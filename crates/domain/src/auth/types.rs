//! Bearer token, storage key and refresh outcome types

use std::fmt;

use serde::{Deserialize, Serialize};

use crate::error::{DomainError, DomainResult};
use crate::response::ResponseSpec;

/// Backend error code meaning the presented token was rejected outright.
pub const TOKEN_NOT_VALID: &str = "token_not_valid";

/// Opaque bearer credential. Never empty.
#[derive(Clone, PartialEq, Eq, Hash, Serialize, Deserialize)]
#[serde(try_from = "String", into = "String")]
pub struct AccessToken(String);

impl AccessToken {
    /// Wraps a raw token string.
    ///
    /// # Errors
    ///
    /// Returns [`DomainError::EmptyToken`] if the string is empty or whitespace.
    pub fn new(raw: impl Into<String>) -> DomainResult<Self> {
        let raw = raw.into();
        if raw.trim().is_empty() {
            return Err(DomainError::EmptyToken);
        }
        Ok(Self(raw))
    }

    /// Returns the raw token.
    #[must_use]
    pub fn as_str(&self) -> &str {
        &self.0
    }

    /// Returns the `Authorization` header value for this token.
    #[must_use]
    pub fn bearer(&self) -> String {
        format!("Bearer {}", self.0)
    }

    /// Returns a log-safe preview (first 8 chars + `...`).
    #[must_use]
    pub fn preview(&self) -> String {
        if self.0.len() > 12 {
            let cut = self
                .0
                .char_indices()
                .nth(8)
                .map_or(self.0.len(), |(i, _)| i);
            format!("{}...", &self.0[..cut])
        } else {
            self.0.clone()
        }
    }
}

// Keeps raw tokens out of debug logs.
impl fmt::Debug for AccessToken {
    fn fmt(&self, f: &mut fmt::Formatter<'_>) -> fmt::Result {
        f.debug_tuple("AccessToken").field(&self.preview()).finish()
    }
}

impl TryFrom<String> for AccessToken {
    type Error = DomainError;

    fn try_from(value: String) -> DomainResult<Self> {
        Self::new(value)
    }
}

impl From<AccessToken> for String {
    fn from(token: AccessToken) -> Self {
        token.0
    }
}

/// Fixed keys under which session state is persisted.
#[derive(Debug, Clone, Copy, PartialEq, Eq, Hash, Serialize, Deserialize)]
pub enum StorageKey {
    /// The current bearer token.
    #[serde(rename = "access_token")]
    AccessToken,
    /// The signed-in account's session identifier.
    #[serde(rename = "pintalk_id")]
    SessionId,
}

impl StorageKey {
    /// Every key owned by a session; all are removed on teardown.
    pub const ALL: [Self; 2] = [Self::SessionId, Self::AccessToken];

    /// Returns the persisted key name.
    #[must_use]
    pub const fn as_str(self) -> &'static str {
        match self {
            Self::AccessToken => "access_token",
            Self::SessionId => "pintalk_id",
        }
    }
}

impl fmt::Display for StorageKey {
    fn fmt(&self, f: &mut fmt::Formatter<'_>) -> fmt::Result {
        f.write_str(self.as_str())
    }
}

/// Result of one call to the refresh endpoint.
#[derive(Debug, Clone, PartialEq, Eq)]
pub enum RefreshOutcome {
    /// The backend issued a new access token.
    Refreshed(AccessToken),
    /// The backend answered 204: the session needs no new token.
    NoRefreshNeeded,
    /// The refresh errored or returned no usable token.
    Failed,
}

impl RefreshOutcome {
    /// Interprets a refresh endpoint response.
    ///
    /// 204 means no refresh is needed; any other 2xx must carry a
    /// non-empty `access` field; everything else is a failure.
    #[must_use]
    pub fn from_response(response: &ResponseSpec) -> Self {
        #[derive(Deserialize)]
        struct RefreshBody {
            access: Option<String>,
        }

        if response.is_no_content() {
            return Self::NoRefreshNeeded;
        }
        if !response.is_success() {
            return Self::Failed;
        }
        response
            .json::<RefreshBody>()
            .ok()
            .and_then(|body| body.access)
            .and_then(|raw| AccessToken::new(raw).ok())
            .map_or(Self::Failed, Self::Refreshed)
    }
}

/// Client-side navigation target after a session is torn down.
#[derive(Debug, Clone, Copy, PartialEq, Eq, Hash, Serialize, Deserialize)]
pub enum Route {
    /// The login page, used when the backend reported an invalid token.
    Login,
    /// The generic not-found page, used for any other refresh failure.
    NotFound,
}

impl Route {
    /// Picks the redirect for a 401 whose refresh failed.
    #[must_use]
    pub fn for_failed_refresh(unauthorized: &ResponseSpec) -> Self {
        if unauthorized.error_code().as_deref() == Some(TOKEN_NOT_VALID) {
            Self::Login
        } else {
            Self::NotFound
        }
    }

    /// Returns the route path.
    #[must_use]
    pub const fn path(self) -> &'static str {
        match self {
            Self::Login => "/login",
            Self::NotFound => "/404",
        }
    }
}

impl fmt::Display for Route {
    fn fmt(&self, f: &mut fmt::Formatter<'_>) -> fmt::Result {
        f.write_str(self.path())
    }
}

--

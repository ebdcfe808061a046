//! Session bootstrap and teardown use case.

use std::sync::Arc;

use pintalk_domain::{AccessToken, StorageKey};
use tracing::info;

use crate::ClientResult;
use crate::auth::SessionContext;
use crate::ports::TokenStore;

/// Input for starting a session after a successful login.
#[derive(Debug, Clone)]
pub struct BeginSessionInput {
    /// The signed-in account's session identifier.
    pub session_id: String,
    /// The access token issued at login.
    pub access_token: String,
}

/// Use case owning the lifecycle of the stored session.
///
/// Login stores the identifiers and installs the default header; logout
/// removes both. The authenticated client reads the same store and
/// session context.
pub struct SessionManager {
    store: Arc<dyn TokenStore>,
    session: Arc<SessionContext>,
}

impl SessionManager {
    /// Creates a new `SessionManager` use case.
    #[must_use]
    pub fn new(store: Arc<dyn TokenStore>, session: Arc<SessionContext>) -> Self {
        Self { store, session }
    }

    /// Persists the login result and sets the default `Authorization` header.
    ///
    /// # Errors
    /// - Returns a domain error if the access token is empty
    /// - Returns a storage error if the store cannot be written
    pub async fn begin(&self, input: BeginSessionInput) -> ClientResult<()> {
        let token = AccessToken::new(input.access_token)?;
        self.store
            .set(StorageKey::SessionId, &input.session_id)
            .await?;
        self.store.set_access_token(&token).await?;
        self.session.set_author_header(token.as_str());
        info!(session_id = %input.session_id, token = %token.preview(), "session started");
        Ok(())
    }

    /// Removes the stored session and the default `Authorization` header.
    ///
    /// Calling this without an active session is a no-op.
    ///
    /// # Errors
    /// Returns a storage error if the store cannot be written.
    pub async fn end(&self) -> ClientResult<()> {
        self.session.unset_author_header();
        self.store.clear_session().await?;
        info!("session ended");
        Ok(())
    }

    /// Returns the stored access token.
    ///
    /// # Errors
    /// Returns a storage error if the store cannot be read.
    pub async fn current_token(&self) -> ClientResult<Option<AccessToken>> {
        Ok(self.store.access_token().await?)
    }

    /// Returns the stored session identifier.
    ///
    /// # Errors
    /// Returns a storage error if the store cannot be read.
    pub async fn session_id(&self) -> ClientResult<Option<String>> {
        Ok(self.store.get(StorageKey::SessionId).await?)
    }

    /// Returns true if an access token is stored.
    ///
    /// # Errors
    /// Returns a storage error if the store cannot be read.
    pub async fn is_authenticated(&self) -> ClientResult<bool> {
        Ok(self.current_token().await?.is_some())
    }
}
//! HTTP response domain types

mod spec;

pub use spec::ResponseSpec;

==

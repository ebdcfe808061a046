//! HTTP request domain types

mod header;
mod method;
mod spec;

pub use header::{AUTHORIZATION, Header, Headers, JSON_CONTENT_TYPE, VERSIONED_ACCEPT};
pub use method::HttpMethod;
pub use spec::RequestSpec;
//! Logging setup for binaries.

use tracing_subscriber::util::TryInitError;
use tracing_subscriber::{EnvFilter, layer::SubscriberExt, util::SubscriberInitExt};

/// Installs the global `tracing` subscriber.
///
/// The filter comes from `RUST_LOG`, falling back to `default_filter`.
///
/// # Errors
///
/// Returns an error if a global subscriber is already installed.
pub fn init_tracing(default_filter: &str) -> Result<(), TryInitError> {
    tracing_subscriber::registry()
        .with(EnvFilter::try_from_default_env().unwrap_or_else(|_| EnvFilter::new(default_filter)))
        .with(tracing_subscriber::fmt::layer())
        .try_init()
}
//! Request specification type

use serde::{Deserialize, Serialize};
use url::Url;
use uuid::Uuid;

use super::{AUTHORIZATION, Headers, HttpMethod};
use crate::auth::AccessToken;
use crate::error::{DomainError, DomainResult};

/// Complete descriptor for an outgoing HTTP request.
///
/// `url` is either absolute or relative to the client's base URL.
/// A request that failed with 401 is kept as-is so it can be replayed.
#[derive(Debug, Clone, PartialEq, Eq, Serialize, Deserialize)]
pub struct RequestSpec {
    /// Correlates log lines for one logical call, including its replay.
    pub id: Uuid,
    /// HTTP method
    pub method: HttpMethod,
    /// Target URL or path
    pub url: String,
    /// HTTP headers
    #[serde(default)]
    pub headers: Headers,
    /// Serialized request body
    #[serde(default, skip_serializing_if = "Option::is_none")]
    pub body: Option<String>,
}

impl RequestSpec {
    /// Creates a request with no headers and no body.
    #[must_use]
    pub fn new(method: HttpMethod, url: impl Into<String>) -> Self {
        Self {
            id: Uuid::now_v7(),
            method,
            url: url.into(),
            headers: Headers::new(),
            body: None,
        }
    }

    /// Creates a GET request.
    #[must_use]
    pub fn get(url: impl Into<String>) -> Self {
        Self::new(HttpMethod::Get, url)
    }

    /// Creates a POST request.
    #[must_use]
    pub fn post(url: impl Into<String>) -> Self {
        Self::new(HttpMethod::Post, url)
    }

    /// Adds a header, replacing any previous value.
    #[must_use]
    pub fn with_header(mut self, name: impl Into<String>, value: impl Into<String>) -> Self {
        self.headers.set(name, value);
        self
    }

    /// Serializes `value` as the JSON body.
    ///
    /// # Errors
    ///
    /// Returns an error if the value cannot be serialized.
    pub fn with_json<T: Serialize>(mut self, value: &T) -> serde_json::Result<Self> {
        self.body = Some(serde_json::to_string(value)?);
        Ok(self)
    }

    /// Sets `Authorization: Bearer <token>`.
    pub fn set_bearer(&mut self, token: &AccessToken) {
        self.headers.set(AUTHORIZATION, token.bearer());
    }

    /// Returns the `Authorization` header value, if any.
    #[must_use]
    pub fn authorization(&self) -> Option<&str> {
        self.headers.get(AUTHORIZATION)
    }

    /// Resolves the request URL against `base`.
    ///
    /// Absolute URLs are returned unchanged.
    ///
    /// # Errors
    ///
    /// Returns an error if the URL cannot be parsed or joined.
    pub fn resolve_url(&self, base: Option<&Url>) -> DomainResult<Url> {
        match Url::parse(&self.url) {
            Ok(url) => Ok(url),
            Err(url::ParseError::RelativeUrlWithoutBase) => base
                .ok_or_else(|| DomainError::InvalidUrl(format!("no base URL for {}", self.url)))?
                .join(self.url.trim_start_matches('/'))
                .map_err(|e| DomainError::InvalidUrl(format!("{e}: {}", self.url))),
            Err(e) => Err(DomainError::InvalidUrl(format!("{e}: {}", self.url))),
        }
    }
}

HOW TO COMPLETE THIS TASK:
Nothing but the lines holding the word "ClientResult" should be returned from the listing above.

RESPONSE TO THE TASK:
use crate::ClientResult;
    pub async fn begin(&self, input: BeginSessionInput) -> ClientResult<()> {
    pub async fn end(&self) -> ClientResult<()> {
    pub async fn current_token(&self) -> ClientResult<Option<AccessToken>> {
    pub async fn session_id(&self) -> ClientResult<Option<String>> {
    pub async fn is_authenticated(&self) -> ClientResult<bool> {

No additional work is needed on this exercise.